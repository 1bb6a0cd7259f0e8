//! Requester and responder state machines, one pair per command
// (c) 2026 Ross Younger

mod handler;

mod delete;
mod listdir;
mod mkdir;
mod read;
mod rename;
mod write;


pub(crate) use handler::{CommandHandler, HandlerContext, RequestContext};
pub(crate) use {
    delete::DeleteHandler,
    listdir::ListdirHandler,
    mkdir::{MkdirArgs, MkdirHandler},
    read::{ReadArgs, ReadHandler},
    rename::{MoveArgs, MoveHandler},
    write::{WriteArgs, WriteHandler},
};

▬▬▬▬▬▬

#### PROBLEM TO WORK ON
Throughout the material above, report each line holding the word "listdir".

#### SOLUTION TO THIS EXERCISE
mod listdir;
    listdir::ListdirHandler,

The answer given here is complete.